=== DATA FOR THIS TASK ===

=-=-=

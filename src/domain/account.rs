//! Account: a financial account owned by one or two people.

use serde::{Deserialize, Serialize};

use crate::domain::foundation::{AccountId, PersonId, Timestamp, ValidationError};
use crate::domain::validation;

/// Stored account record.
#[derive(Debug, Clone, PartialEq, Serialize, Deserialize)]
pub struct Account {
    pub id: AccountId,
    pub name: String,
    pub currency: String,
    pub account_type: String,
    pub initial_balance: f64,
    pub primary_owner_id: PersonId,
    pub second_owner_id: Option<PersonId>,
    pub created_at: Timestamp,
    pub updated_at: Timestamp,
}

/// Validated, normalized account fields ready to be written.
#[derive(Debug, Clone, PartialEq)]
pub struct AccountDraft {
    pub name: String,
    pub currency: String,
    pub account_type: String,
    pub initial_balance: f64,
    pub primary_owner_id: PersonId,
    pub second_owner_id: Option<PersonId>,
}

impl AccountDraft {
    pub fn new(
        name: &str,
        currency: &str,
        account_type: &str,
        initial_balance: f64,
        primary_owner_id: i64,
        second_owner_id: Option<i64>,
    ) -> Result<Self, ValidationError> {
        Ok(Self {
            name: validation::required_name("name", name)?,
            currency: validation::required_text("currency", currency)?.to_uppercase(),
            account_type: validation::required_text("account_type", account_type)?,
            initial_balance: validation::finite_amount("initial_balance", initial_balance)?,
            primary_owner_id: validation::required_id("primary_owner_id", primary_owner_id)?,
            second_owner_id: validation::optional_id("second_owner_id", second_owner_id)?,
        })
    }

    /// Every person this account points at, primary owner first.
    pub fn owner_ids(&self) -> impl Iterator<Item = PersonId> + '_ {
        std::iter::once(self.primary_owner_id).chain(self.second_owner_id)
    }
}

impl Account {
    /// True when writing `draft` would not change any mutable field.
    pub fn matches(&self, draft: &AccountDraft) -> bool {
        self.name == draft.name
            && self.currency == draft.currency
            && self.account_type == draft.account_type
            && self.initial_balance == draft.initial_balance
            && self.primary_owner_id == draft.primary_owner_id
            && self.second_owner_id == draft.second_owner_id
    }

    /// Copy of this record carrying the draft's fields.
    pub fn with_changes(&self, draft: AccountDraft, now: Timestamp) -> Account {
        Account {
            id: self.id,
            name: draft.name,
            currency: draft.currency,
            account_type: draft.account_type,
            initial_balance: draft.initial_balance,
            primary_owner_id: draft.primary_owner_id,
            second_owner_id: draft.second_owner_id,
            created_at: self.created_at,
            updated_at: now,
        }
    }

    /// Whether `person` owns this account, as primary or second owner.
    pub fn is_owned_by(&self, person: PersonId) -> bool {
        self.primary_owner_id == person || self.second_owner_id == Some(person)
    }
}

#[cfg(test)]
mod tests {
    use super::*;
    use crate::domain::foundation::EntityId;

    fn checking() -> AccountDraft {
        AccountDraft::new("Checking", "usd", "checking", 150.0, 1, None).unwrap()
    }

    #[test]
    fn draft_normalizes_currency() {
        assert_eq!(checking().currency, "USD");
    }

    #[test]
    fn draft_requires_positive_primary_owner() {
        let err = AccountDraft::new("Checking", "USD", "checking", 0.0, 0, None).unwrap_err();
        assert_eq!(err.field(), "primary_owner_id");
    }

    #[test]
    fn draft_rejects_zero_second_owner() {
        let err = AccountDraft::new("Checking", "USD", "checking", 0.0, 1, Some(0)).unwrap_err();
        assert_eq!(err.field(), "second_owner_id");
    }

    #[test]
    fn owner_ids_lists_both_owners() {
        let draft = AccountDraft::new("Joint", "EUR", "savings", 0.0, 1, Some(2)).unwrap();
        let owners: Vec<_> = draft.owner_ids().collect();
        assert_eq!(owners, vec![PersonId::from_raw(1), PersonId::from_raw(2)]);
    }

    #[test]
    fn matches_compares_optional_owner() {
        let now = Timestamp::now();
        let account = Account {
            id: AccountId::from_raw(1),
            name: "Checking".to_string(),
            currency: "USD".to_string(),
            account_type: "checking".to_string(),
            initial_balance: 150.0,
            primary_owner_id: PersonId::from_raw(1),
            second_owner_id: None,
            created_at: now,
            updated_at: now,
        };

        assert!(account.matches(&checking()));

        let mut joint = checking();
        joint.second_owner_id = Some(PersonId::from_raw(2));
        assert!(!account.matches(&joint));
        assert!(account.is_owned_by(PersonId::from_raw(1)));
        assert!(!account.is_owned_by(PersonId::from_raw(2)));
    }
}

=-=-=

Could you give every entry again, exactly as written?

filename src/domain/account.rs
//! Account: a financial account owned by one or two people.

use serde::{Deserialize, Serialize};

use crate::domain::foundation::{AccountId, PersonId, Timestamp, ValidationError};
use crate::domain::validation;

/// Stored account record.
#[derive(Debug, Clone, PartialEq, Serialize, Deserialize)]
pub struct Account {
    pub id: AccountId,
    pub name: String,
    pub currency: String,
    pub account_type: String,
    pub initial_balance: f64,
    pub primary_owner_id: PersonId,
    pub second_owner_id: Option<PersonId>,
    pub created_at: Timestamp,
    pub updated_at: Timestamp,
}

/// Validated, normalized account fields ready to be written.
#[derive(Debug, Clone, PartialEq)]
pub struct AccountDraft {
    pub name: String,
    pub currency: String,
    pub account_type: String,
    pub initial_balance: f64,
    pub primary_owner_id: PersonId,
    pub second_owner_id: Option<PersonId>,
}

impl AccountDraft {
    pub fn new(
        name: &str,
        currency: &str,
        account_type: &str,
        initial_balance: f64,
        primary_owner_id: i64,
        second_owner_id: Option<i64>,
    ) -> Result<Self, ValidationError> {
        Ok(Self {
            name: validation::required_name("name", name)?,
            currency: validation::required_text("currency", currency)?.to_uppercase(),
            account_type: validation::required_text("account_type", account_type)?,
            initial_balance: validation::finite_amount("initial_balance", initial_balance)?,
            primary_owner_id: validation::required_id("primary_owner_id", primary_owner_id)?,
            second_owner_id: validation::optional_id("second_owner_id", second_owner_id)?,
        })
    }

    /// Every person this account points at, primary owner first.
    pub fn owner_ids(&self) -> impl Iterator<Item = PersonId> + '_ {
        std::iter::once(self.primary_owner_id).chain(self.second_owner_id)
    }
}

impl Account {
    /// True when writing `draft` would not change any mutable field.
    pub fn matches(&self, draft: &AccountDraft) -> bool {
        self.name == draft.name
            && self.currency == draft.currency
            && self.account_type == draft.account_type
            && self.initial_balance == draft.initial_balance
            && self.primary_owner_id == draft.primary_owner_id
            && self.second_owner_id == draft.second_owner_id
    }

    /// Copy of this record carrying the draft's fields.
    pub fn with_changes(&self, draft: AccountDraft, now: Timestamp) -> Account {
        Account {
            id: self.id,
            name: draft.name,
            currency: draft.currency,
            account_type: draft.account_type,
            initial_balance: draft.initial_balance,
            primary_owner_id: draft.primary_owner_id,
            second_owner_id: draft.second_owner_id,
            created_at: self.created_at,
            updated_at: now,
        }
    }

    /// Whether `person` owns this account, as primary or second owner.
    pub fn is_owned_by(&self, person: PersonId) -> bool {
        self.primary_owner_id == person || self.second_owner_id == Some(person)
    }
}

#[cfg(test)]
mod tests {
    use super::*;
    use crate::domain::foundation::EntityId;

    fn checking() -> AccountDraft {
        AccountDraft::new("Checking", "usd", "checking", 150.0, 1, None).unwrap()
    }

    #[test]
    fn draft_normalizes_currency() {
        assert_eq!(checking().currency, "USD");
    }

    #[test]
    fn draft_requires_positive_primary_owner() {
        let err = AccountDraft::new("Checking", "USD", "checking", 0.0, 0, None).unwrap_err();
        assert_eq!(err.field(), "primary_owner_id");
    }

    #[test]
    fn draft_rejects_zero_second_owner() {
        let err = AccountDraft::new("Checking", "USD", "checking", 0.0, 1, Some(0)).unwrap_err();
        assert_eq!(err.field(), "second_owner_id");
    }

    #[test]
    fn owner_ids_lists_both_owners() {
        let draft = AccountDraft::new("Joint", "EUR", "savings", 0.0, 1, Some(2)).unwrap();
        let owners: Vec<_> = draft.owner_ids().collect();
        assert_eq!(owners, vec![PersonId::from_raw(1), PersonId::from_raw(2)]);
    }

    #[test]
    fn matches_compares_optional_owner() {
        let now = Timestamp::now();
        let account = Account {
            id: AccountId::from_raw(1),
            name: "Checking".to_string(),
            currency: "USD".to_string(),
            account_type: "checking".to_string(),
            initial_balance: 150.0,
            primary_owner_id: PersonId::from_raw(1),
            second_owner_id: None,
            created_at: now,
            updated_at: now,
        };

        assert!(account.matches(&checking()));

        let mut joint = checking();
        joint.second_owner_id = Some(PersonId::from_raw(2));
        assert!(!account.matches(&joint));
        assert!(account.is_owned_by(PersonId::from_raw(1)));
        assert!(!account.is_owned_by(PersonId::from_raw(2)));
    }
}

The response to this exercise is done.